On May 2, 1941, Penelope Delta died at the age of 67, by her own hand. She had taken poison a few days earlier, immediately after German forces entered Athens during the Occupation of Greece in World War II.
She had been in a deteriorating physical and mental state, having suffered from paralysis in her final years. The collapse of her country, however, appears to have been the tipping point.
Her death is considered deeply symbolic, as it coincided with one of the darkest moments in modern Greek history: the entry of Nazi forces into Athens.
She is one of the most significant figures in modern Greek children’s literature. More than any other writer of her era, she managed to link children’s reading with history, with national identity, and above all, with emotion.
Yet her legacy has never been entirely separable from the dramatic circumstances of her end. As Mairy Papayiannidou noted in To Vima on August 4, 1991:
“The anniversary this year, fifty years since the suicide of Penelope Delta, on the day the Germans occupied Athens in 1941, has barely been mentioned in tributes or public addresses up to now.”
The Publishing Rights
Around that same time, however, a different kind of interest was taking shape around her work:
“Along with the anniversary, the publishing arrangement for her books is also changing, since the period during which copyright protection applies is now expiring. From now on, any publisher can put out books by Penelope Delta.”
That development gave fresh momentum to the circulation of her books, which had “never stopped” being read by generations of children.
So what is it that makes Penelope Delta timeless? At a time when Western thinking treated the child “as an investment in the future,” Delta took a different path. She remained faithful to the “transcendent world of fairy tales.” Her aim was not simply to teach, but to shape character through emotion and imagination.
The Timelessness
As the article notes:
“A new study now places Delta’s work within the body of modern Greek children’s literature and examines, across time, the trends and influences in children’s writing at the end of the last century and the beginning of our own. The book in question is Tereza Pesmazoglou’s The Heroic Fairy Tale of P. S. Delta […]
“Ultimately, what is it that makes Penelope Delta’s books so beloved by children? We may not have consciously recognized it when we were all reading Fairy Tales and Other Stories, A Fairy Tale Without a Name, In the Time of the Bulgar-Slayer, In the Secrets of the Swamp, Manga, and Crazy Antonis, but according to this new monograph, Delta offered the ‘other way out,’ the ‘vision,’ that the other writers of her era could not provide, since they were shaped by the ideological currents of the West.

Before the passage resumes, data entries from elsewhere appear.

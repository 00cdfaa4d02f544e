use crate::session::SessionController;

/// Shared application state for HTTP handlers
#[derive(Clone)]
pub struct AppState {
    /// The controller owning the (at most one) active recording session
    pub controller: SessionController,
}

impl AppState {
    pub fn new(controller: SessionController) -> Self {
        Self { controller }
    }
}
//! Segmented recording sessions
//!
//! This module provides the `SessionController` that manages:
//! - Capture through a rotating recorder (`SegmentProducer`)
//! - Durable, ordered upload of every closed segment (`UploadQueue`)
//! - A single-shot finalize barrier that `stop()` resolves through
//! - Session outcome bookkeeping (`FinalizationCoordinator`)

mod barrier;
mod config;
mod controller;
mod finalize;
mod producer;
mod queue;
mod state;

pub use barrier::{BarrierResolver, FinalizeBarrier};
pub use config::RecorderConfig;
pub use controller::SessionController;
pub use finalize::{FinalizationCoordinator, FinalizeContext};
pub use producer::{Segment, SegmentProducer, SegmentSink};
pub use queue::{JobSnapshot, JobStatus, UploadQueue, UploadTarget};
pub use state::{ControllerStatus, RecordingSession, SessionReport, SessionState};
use std::io::ErrorKind;
use std::path::{Component, Path, PathBuf};

use anyhow::{bail, Context, Result};
use tokio::fs;
use tokio::io::AsyncWriteExt;
use tracing::debug;

use super::BlobStore;

/// Blob store rooted in a local directory
///
/// Writes never overwrite: a part that already exists with identical bytes
/// counts as stored, anything else is a conflict.
pub struct FsBlobStore {
    root: PathBuf,
}

impl FsBlobStore {
    pub fn new(root: impl Into<PathBuf>) -> Self {
        Self { root: root.into() }
    }

    fn resolve(&self, path: &str) -> Result<PathBuf> {
        let relative = Path::new(path);
        if relative
            .components()
            .any(|c| !matches!(c, Component::Normal(_)))
        {
            bail!("Invalid blob path: {}", path);
        }
        Ok(self.root.join(relative))
    }
}

#[async_trait::async_trait]
impl BlobStore for FsBlobStore {
    async fn put(&self, path: &str, bytes: &[u8]) -> Result<()> {
        let target = self.resolve(path)?;
        if let Some(parent) = target.parent() {
            fs::create_dir_all(parent)
                .await
                .with_context(|| format!("Failed to create blob directory: {:?}", parent))?;
        }

        let mut file = match fs::OpenOptions::new()
            .write(true)
            .create_new(true)
            .open(&target)
            .await
        {
            Ok(file) => file,
            Err(e) if e.kind() == ErrorKind::AlreadyExists => {
                let existing = fs::read(&target)
                    .await
                    .with_context(|| format!("Failed to read existing blob: {:?}", target))?;
                if existing == bytes {
                    debug!("Blob {} already stored, skipping", path);
                    return Ok(());
                }
                bail!("Blob already exists with different content: {}", path);
            }
            Err(e) => {
                return Err(e).with_context(|| format!("Failed to create blob: {:?}", target))
            }
        };

        let written = async {
            file.write_all(bytes).await?;
            file.sync_all().await
        }
        .await;

        if let Err(e) = written {
            // A torn write must not be mistaken for a stored part on retry
            let _ = fs::remove_file(&target).await;
            return Err(e).with_context(|| format!("Failed to write blob: {:?}", target));
        }

        Ok(())
    }
}
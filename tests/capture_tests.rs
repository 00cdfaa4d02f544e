// Integration tests for WAV capture and end-to-end segmented recording
//
// These tests write a short WAV file, replay it as a live source and verify
// that every stored part is a valid WAV holding its share of the audio.

use std::path::Path;
use std::sync::atomic::{AtomicBool, Ordering};
use std::sync::{Arc, Mutex};
use std::time::Duration;

use anyhow::Result;
use meeting_recorder::session::{Segment, SegmentProducer, SegmentSink};
use meeting_recorder::{
    AudioFile, AudioFrame, FileCaptureDevice, FsBlobStore, MemoryMetadataStore, PcmStream,
    RecorderConfig, SessionController, SessionState,
};

const SAMPLE_RATE: u32 = 16000;

fn write_tone(path: &Path, seconds: f64) -> Result<Vec<i16>> {
    let spec = hound::WavSpec {
        channels: 1,
        sample_rate: SAMPLE_RATE,
        bits_per_sample: 16,
        sample_format: hound::SampleFormat::Int,
    };
    let count = (SAMPLE_RATE as f64 * seconds) as usize;
    let samples: Vec<i16> = (0..count).map(|i| ((i % 200) as i16 - 100) * 50).collect();

    let mut writer = hound::WavWriter::create(path, spec)?;
    for &sample in &samples {
        writer.write_sample(sample)?;
    }
    writer.finalize()?;
    Ok(samples)
}

#[test]
fn test_audio_file_open() -> Result<()> {
    let dir = tempfile::tempdir()?;
    let path = dir.path().join("tone.wav");
    let samples = write_tone(&path, 0.5)?;

    let audio = AudioFile::open(&path)?;
    assert_eq!(audio.sample_rate, SAMPLE_RATE);
    assert_eq!(audio.channels, 1);
    assert_eq!(audio.samples, samples);
    assert!((audio.duration_seconds - 0.5).abs() < 1e-6);
    assert!(audio.path.contains("tone.wav"));

    Ok(())
}

#[test]
fn test_audio_file_nonexistent() {
    let result = AudioFile::open("/nonexistent/path/to/audio.wav");
    assert!(result.is_err(), "Opening nonexistent file should fail");
}

#[tokio::test(start_paused = true)]
async fn test_replayed_file_is_recorded_in_parts() -> Result<()> {
    let dir = tempfile::tempdir()?;
    let input = dir.path().join("meeting.wav");
    let samples = write_tone(&input, 0.5)?;
    let store_root = dir.path().join("store");

    let metadata = Arc::new(MemoryMetadataStore::new());
    // Rotations land on the same instants as frame ticks
    let config = RecorderConfig {
        rotation_interval: Duration::from_millis(200),
        segment_extension: "wav".to_string(),
        ..RecorderConfig::default()
    };
    let controller = SessionController::new(
        config,
        Arc::new(FileCaptureDevice::new(&input)),
        Arc::new(FsBlobStore::new(&store_root)),
        metadata.clone(),
    );

    let session_id = controller.start("replay").await?;

    // The source ends by itself at end of file
    for _ in 0..50 {
        tokio::time::sleep(Duration::from_millis(100)).await;
        if controller.state().await == SessionState::Idle {
            break;
        }
    }

    let report = controller
        .status()
        .await
        .last_report
        .expect("session should have finalized");
    assert_eq!(report.state, SessionState::Done);
    assert_eq!(report.session_id, session_id);
    assert!(report.parts.len() >= 2);

    let mut recorded = Vec::new();
    for (i, part) in report.parts.iter().enumerate() {
        let file = store_root
            .join("replay")
            .join(&session_id)
            .join(format!("part_{:06}.wav", i + 1));
        assert_eq!(std::fs::metadata(&file)?.len(), part.byte_size);

        let reader = hound::WavReader::open(&file)?;
        assert_eq!(reader.spec().sample_rate, SAMPLE_RATE);
        let part_samples: Vec<i16> = reader.into_samples::<i16>().collect::<Result<_, _>>()?;
        assert!(!part_samples.is_empty());
        recorded.extend(part_samples);
    }
    assert_eq!(recorded, samples);
    assert_eq!(metadata.segments().await.len(), report.parts.len());

    Ok(())
}

fn decode(segment: &Segment) -> Result<Vec<i16>> {
    let reader = hound::WavReader::new(std::io::Cursor::new(segment.payload.to_vec()))?;
    Ok(reader.into_samples::<i16>().collect::<Result<_, _>>()?)
}

#[tokio::test(flavor = "multi_thread", worker_threads = 2)]
async fn test_rotation_under_live_feed_keeps_every_sample() -> Result<()> {
    let stream = PcmStream::new(SAMPLE_RATE, 1);
    let segments = Arc::new(Mutex::new(Vec::<Segment>::new()));
    let sink: SegmentSink = {
        let segments = Arc::clone(&segments);
        Arc::new(move |segment| segments.lock().unwrap().push(segment))
    };
    let producer = SegmentProducer::start(stream.clone(), sink)?;

    // Frames keep arriving on another thread while segments close
    let running = Arc::new(AtomicBool::new(true));
    let feeder = {
        let stream = Arc::clone(&stream);
        let running = Arc::clone(&running);
        std::thread::spawn(move || {
            let mut pushed: Vec<i16> = Vec::new();
            let mut next: u32 = 0;
            while running.load(Ordering::SeqCst) {
                let samples: Vec<i16> = (0..160)
                    .map(|_| {
                        next = (next + 1) % 30000;
                        next as i16
                    })
                    .collect();
                pushed.extend_from_slice(&samples);
                stream.push(AudioFrame {
                    samples,
                    sample_rate: SAMPLE_RATE,
                    channels: 1,
                    timestamp_ms: 0,
                });
                std::thread::sleep(Duration::from_micros(200));
            }
            pushed
        })
    };

    for _ in 0..3 {
        tokio::time::sleep(Duration::from_millis(50)).await;
        assert!(producer.rotate().await);
    }
    tokio::time::sleep(Duration::from_millis(50)).await;

    running.store(false, Ordering::SeqCst);
    let pushed = feeder.join().expect("feeder thread panicked");
    producer.finish().await;

    let segments = segments.lock().unwrap().clone();
    assert_eq!(
        segments.iter().map(|s| s.part_number).collect::<Vec<_>>(),
        vec![1, 2, 3, 4]
    );

    let mut captured = Vec::new();
    for segment in &segments {
        let samples = decode(segment)?;
        assert!(!samples.is_empty());
        captured.extend(samples);
    }
    assert_eq!(captured.len(), pushed.len());
    assert_eq!(captured, pushed);

    Ok(())
}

“The others went along with the demands of modern Western society, which ‘believes in the child as an investment in the future, as a promise for a better and more productive tomorrow. Perceiving time as a unit of production, it treats the child accordingly.’
“Penelope Delta resisted that imported outlook and remained faithful to the ‘transcendent world of fairy tales.'”
Children’s Literature
Her contribution to the broader intellectual and educational landscape of her time was also significant. Questions such as the language controversy, the clash between proponents of the vernacular (demotic Greek) and those who favored the formal, archaic katharevousa, as well as the role of publications like Diaplasis ton Paidon (The Shaping of Children), all shaped the environment in which children’s literature developed:
“Tracing the arc of the most representative poets and writers of the 19th century, the study also brings into focus other burning, and still relevant. questions in the history of education: the evolution of the language question, the battle between the demoticists and the purists, the establishment of Modern Greek as a subject in secondary schools, the role of children’s magazines and especially the most popular one, Diaplasis ton Paidon, and more.
“As Spyros Doxiadis notes in the preface, ‘the study of literature for children — what children read outside of their school obligations — reveals quite a lot. It shows us what society and its representatives, namely the authors, who have undoubtedly been shaped by the broader intellectual climate in which they live, consider likely to give children pleasure.’
“It is no surprise, then, that according to Ms. Pesmazoglou, many children’s books today still have an informational, journalistic, or scientific character, intended to ‘prepare’ children for the adult world.
‘The romanticism we see in Delta’s books is gone. She wanted to shape, to mold characters.'”
A note on the title: The phrase “transcendent world of fairy tales” renders the Greek υπερούσιος κόσμος των παραμυθιών — a philosophical term drawn from Orthodox Christian theology, where υπερούσιος (literally “beyond being” or “superessential”) describes something that surpasses ordinary reality.
Delta used it to convey the idea that the world of stories exists on a higher plane than the utilitarian, practical world of modern Western education.